- Born: February 25, 1922 Munich, Germany
- Died: July 12, 1983 (age 61) Los Angeles, California, U.S.
- Citizenship: United States
- Education: Hebrew University Columbia University
- Known for: Erdős–Straus conjecture Illumination problem Swiss cheese universe
- Scientific career
- Fields: Mathematics
- Doctoral advisor: F. J. Murray
- Other academic advisors: Albert Einstein
- Doctoral students: Aviezri Fraenkel Daihachiro Sato Krishnaswami Alladi

= Ernst G. Straus =

American-German mathematician

Ernst Gabor Straus (February 25, 1922 – July 12, 1983) was a German-American mathematician of Jewish origin who helped found the theories of Euclidean Ramsey theory and of the arithmetic properties of analytic functions. His extensive list of co-authors includes Albert Einstein, Paul Erdős, Richard Bellman, Béla Bollobás, Sarvadaman Chowla, Ronald Graham, Lee Albert Rubel, Mathukumalli V Subbarao, László Lovász, Carl Pomerance, Moshe Goldberg, and George Szekeres.

==Biography==
Straus was born in Munich, February 25, 1922, the youngest of five children (Isa, Hana, Peter, Gabriella) of a prominent Zionist attorney, Elias (Eli) Straus, and his wife Rahel Straus, a medical doctor and feminist. Ernst Gabor Straus came to be known as a mathematical prodigy from a very young age. Following the death of his father, the family fled the Nazi regime for Palestine in 1933, and Straus was educated at the Hebrew University in Jerusalem. Although he never received an undergraduate degree, Straus began graduate studies at Columbia University in New York, earning a PhD in 1948 under F. J. Murray. Two years later, he became the assistant of Albert Einstein. After a three-year stint at the Institute for Advanced Study, Straus took a position at the University of California, Los Angeles, which he kept for the rest of his life. Straus died July 12, 1983, of heart failure.
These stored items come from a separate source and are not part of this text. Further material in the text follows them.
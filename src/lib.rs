//! httpsock - reconstruct HTTP exchanges from network traffic.
//!
//! This library tracks TCP sessions from a live interface or a recorded
//! capture file, rebuilds the raw HTTP request/response exchanges flowing
//! over them, and broadcasts each exchange as a compact binary frame to
//! WebSocket subscribers. Offline replay retains the whole frame history
//! for late subscribers; live capture delivers only from the moment a
//! subscriber connects.
//!
//! # Example
//!
//! ```no_run
//! use httpsock::capture::{CaptureConfig, CaptureMode, PacketSource};
//!
//! fn main() -> anyhow::Result<()> {
//!     let mode = CaptureMode::detect("capture.pcap");
//!     let source = PacketSource::open(&mode, &CaptureConfig::default())?;
//!     // Feed packets through decode, the tracker, and the reconstructor...
//!     let _ = source.link_type();
//!     Ok(())
//! }
//! ```

pub mod broadcast;
pub mod capture;
pub mod cli;
pub mod decode;
pub mod error;
pub mod frame;
pub mod http;
pub mod pipeline;
pub mod server;
pub mod track;

pub use error::{Error, Result};
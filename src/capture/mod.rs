//! Capture-target selection and packet acquisition.

mod mode;
mod source;

pub use mode::{CaptureConfig, CaptureMode};
pub use source::{Captured, PacketSource};
//! httpsock CLI entry point.

use std::sync::atomic::{AtomicBool, Ordering};
use std::sync::{Arc, Mutex};

use anyhow::{Context, Result};
use clap::Parser;
use tracing::{debug, info, trace, warn};
use tracing_subscriber::EnvFilter;

use httpsock::broadcast::BroadcastQueue;
use httpsock::capture::{CaptureConfig, CaptureMode, Captured, PacketSource};
use httpsock::cli::Args;
use httpsock::decode;
use httpsock::pipeline::{Pipeline, SharedQueue};
use httpsock::server::{WsServer, WsSubscriber};
use httpsock::track::TcpTracker;

fn main() -> Result<()> {
    let args = Args::parse();

    // Set up logging
    let filter = match args.verbose {
        0 => "info",
        1 => "debug",
        _ => "trace",
    };
    tracing_subscriber::fmt()
        .with_env_filter(EnvFilter::try_from_default_env().unwrap_or_else(|_| filter.into()))
        .init();

    // Capture construction is fatal before the transport ever binds.
    let mode = CaptureMode::detect(&args.target);
    let config = CaptureConfig {
        filter: args.filter.clone(),
        monitor: args.monitor,
        promisc: args.promisc,
        outfile: args.write.clone(),
    };
    let source = PacketSource::open(&mode, &config)
        .with_context(|| format!("failed to open capture target {}", args.target))?;

    match &mode {
        CaptureMode::Offline { path } => info!("reading traffic from {}", path.display()),
        CaptureMode::Live { device } => info!("intercepting traffic on {device}"),
    }

    let queue: SharedQueue<WsSubscriber> = Arc::new(Mutex::new(BroadcastQueue::new(
        mode.retention(),
    )));

    let runtime = tokio::runtime::Runtime::new().context("failed to start runtime")?;
    runtime.block_on(run(args, source, queue))
}

async fn run(
    args: Args,
    source: PacketSource,
    queue: SharedQueue<WsSubscriber>,
) -> Result<()> {
    let server = WsServer::bind(&args.host, args.port, queue.clone())
        .await
        .context("failed to bind subscriber transport")?;
    info!("socket serving on ws://{}:{}", args.host, args.port);

    let stop = Arc::new(AtomicBool::new(false));
    let capture_thread = std::thread::spawn({
        let stop = stop.clone();
        move || capture_loop(source, queue, stop)
    });

    tokio::select! {
        _ = server.run() => {}
        result = tokio::signal::ctrl_c() => {
            result.context("failed to listen for shutdown signal")?;
            info!("shutting down");
        }
    }

    // Let the capture loop notice the flag, drop the capture handles (which
    // flushes any output file), and exit. Partial sessions are discarded.
    stop.store(true, Ordering::Relaxed);
    let _ = tokio::task::spawn_blocking(move || capture_thread.join()).await;

    Ok(())
}

/// Synchronous pipeline: poll packets, decode, track, reconstruct, broadcast.
fn capture_loop(
    mut source: PacketSource,
    queue: SharedQueue<WsSubscriber>,
    stop: Arc<AtomicBool>,
) {
    let link = source.link_type();
    let mut tracker = TcpTracker::new();
    let mut pipeline = Pipeline::new(queue);
    let mut skipped: u64 = 0;

    while !stop.load(Ordering::Relaxed) {
        match source.next_packet() {
            Ok(Captured::Packet(data)) => match decode::tcp_segment(link, &data) {
                Some(segment) => tracker.track(&segment, &mut pipeline),
                None => {
                    skipped += 1;
                    trace!(len = data.len(), "packet skipped (not a decodable TCP segment)");
                }
            },
            Ok(Captured::Idle) => continue,
            Ok(Captured::Done) => {
                tracker.finish(&mut pipeline);
                debug!("capture exhausted");
                break;
            }
            Err(e) => {
                // Per-packet trouble is not fatal; keep tracking what decodes.
                warn!(error = %e, "capture read error");
            }
        }
    }

    debug!(
        skipped,
        untracked = tracker.untracked_segments(),
        "capture loop finished"
    );
}
//! Wiring from session events to broadcast frames.

use std::sync::{Arc, Mutex, PoisonError};

use crate::broadcast::{BroadcastQueue, Subscriber};
use crate::frame;
use crate::http::{Exchange, ExchangeSink, HttpReconstructor};
use crate::track::{SessionEvent, SessionSink};

/// Shared handle to the broadcast queue, owned jointly by the capture loop
/// and the transport's accept path.
pub type SharedQueue<S> = Arc<Mutex<BroadcastQueue<S>>>;

/// Drives the reconstruction engine and pushes each completed exchange,
/// encoded as a frame, into the broadcast queue.
pub struct Pipeline<S> {
    reconstructor: HttpReconstructor,
    queue: SharedQueue<S>,
}

impl<S: Subscriber> Pipeline<S> {
    pub fn new(queue: SharedQueue<S>) -> Self {
        Self {
            reconstructor: HttpReconstructor::new(),
            queue,
        }
    }
}

impl<S: Subscriber> SessionSink for Pipeline<S> {
    fn on_session_event(&mut self, event: SessionEvent<'_>) {
        let mut sink = FrameSink { queue: &self.queue };
        self.reconstructor.handle(event, &mut sink);
    }
}

/// Encodes exchanges and enqueues the resulting frames.
struct FrameSink<'a, S> {
    queue: &'a Mutex<BroadcastQueue<S>>,
}

impl<S: Subscriber> ExchangeSink for FrameSink<'_, S> {
    fn on_exchange(&mut self, exchange: Exchange) {
        let frame = frame::encode(&exchange.request, &exchange.response);
        self.queue
            .lock()
            .unwrap_or_else(PoisonError::into_inner)
            .on_frame(frame);
    }
}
Straus's interests ranged widely over his career, beginning with his early work on relativity with Einstein and continuing with deep work in analytic number theory, extremal graph theory, and combinatorics. One of his best known contributions in popular mathematics is the Erdős–Straus conjecture that every number of the form 4/n has a three-term Egyptian fraction.